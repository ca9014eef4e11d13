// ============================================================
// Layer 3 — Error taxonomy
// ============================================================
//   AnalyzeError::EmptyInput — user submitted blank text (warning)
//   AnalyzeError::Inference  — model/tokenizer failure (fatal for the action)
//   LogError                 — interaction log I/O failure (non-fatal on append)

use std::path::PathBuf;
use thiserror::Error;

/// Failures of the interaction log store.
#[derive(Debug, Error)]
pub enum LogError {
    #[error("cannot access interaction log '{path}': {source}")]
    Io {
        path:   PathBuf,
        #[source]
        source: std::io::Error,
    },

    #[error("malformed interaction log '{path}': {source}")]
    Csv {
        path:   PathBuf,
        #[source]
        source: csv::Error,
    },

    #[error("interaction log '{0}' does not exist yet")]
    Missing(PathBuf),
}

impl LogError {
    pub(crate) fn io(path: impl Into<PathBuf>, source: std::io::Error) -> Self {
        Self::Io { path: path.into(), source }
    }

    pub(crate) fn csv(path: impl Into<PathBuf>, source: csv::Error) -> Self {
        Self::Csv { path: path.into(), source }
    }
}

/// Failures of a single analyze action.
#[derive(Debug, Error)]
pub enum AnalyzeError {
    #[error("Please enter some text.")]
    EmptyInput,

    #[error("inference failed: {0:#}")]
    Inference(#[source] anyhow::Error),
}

________

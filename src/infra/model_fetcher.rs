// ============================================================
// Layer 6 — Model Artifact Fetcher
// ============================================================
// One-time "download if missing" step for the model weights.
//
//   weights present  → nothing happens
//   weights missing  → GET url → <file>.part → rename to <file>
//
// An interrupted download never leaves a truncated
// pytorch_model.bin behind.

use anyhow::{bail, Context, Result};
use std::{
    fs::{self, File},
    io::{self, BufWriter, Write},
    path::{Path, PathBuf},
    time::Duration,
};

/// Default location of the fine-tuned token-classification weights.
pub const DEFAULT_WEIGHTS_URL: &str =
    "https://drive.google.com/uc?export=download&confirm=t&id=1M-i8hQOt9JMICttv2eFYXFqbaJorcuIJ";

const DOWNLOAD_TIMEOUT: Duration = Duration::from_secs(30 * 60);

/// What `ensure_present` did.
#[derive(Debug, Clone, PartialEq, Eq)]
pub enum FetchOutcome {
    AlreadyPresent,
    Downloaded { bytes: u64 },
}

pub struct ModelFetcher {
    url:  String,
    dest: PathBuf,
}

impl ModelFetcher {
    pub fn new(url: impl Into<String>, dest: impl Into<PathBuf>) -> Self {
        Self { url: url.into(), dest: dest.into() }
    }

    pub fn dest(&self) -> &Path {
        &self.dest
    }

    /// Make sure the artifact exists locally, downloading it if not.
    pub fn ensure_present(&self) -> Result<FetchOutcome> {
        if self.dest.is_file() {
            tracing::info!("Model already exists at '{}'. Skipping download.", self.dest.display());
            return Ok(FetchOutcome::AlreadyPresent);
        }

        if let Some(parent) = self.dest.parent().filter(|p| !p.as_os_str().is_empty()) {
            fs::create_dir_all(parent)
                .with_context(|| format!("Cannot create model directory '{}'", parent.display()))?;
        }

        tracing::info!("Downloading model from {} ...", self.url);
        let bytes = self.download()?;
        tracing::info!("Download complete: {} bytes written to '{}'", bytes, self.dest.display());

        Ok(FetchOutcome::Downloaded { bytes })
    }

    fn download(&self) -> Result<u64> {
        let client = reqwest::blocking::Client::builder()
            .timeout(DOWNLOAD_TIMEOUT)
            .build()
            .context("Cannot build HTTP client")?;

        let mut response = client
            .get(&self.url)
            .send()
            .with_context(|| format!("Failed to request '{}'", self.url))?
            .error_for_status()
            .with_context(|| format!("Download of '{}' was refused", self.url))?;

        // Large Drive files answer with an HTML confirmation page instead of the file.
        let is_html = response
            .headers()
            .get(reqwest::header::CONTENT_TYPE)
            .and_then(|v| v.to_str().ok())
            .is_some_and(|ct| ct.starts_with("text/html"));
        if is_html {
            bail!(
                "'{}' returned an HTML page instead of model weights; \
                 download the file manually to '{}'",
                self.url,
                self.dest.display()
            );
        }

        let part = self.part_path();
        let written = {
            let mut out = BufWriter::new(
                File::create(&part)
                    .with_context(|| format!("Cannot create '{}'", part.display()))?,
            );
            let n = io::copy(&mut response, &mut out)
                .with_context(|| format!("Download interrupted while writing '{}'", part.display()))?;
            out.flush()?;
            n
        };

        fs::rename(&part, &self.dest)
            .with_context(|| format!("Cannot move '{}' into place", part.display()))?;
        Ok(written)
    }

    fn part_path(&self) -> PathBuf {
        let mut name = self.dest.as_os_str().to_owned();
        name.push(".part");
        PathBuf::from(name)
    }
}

________

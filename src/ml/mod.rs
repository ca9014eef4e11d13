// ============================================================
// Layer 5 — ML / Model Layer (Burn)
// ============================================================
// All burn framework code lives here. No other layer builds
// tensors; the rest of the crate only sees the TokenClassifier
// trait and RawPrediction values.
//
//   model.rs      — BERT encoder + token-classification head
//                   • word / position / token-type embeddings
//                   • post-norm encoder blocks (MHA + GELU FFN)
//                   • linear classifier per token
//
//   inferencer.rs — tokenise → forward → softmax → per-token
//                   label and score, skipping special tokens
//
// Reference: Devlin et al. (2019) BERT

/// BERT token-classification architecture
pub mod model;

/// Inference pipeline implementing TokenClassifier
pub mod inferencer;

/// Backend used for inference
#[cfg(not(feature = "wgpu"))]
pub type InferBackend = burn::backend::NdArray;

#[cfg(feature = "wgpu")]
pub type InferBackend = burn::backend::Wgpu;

________

ABOUT THIS TASK: Would you show each line of the material above that contains the string "rename"?

OUTPUT FOR THIS TASK:
//   weights missing  → GET url → <file>.part → rename to <file>
        fs::rename(&part, &self.dest)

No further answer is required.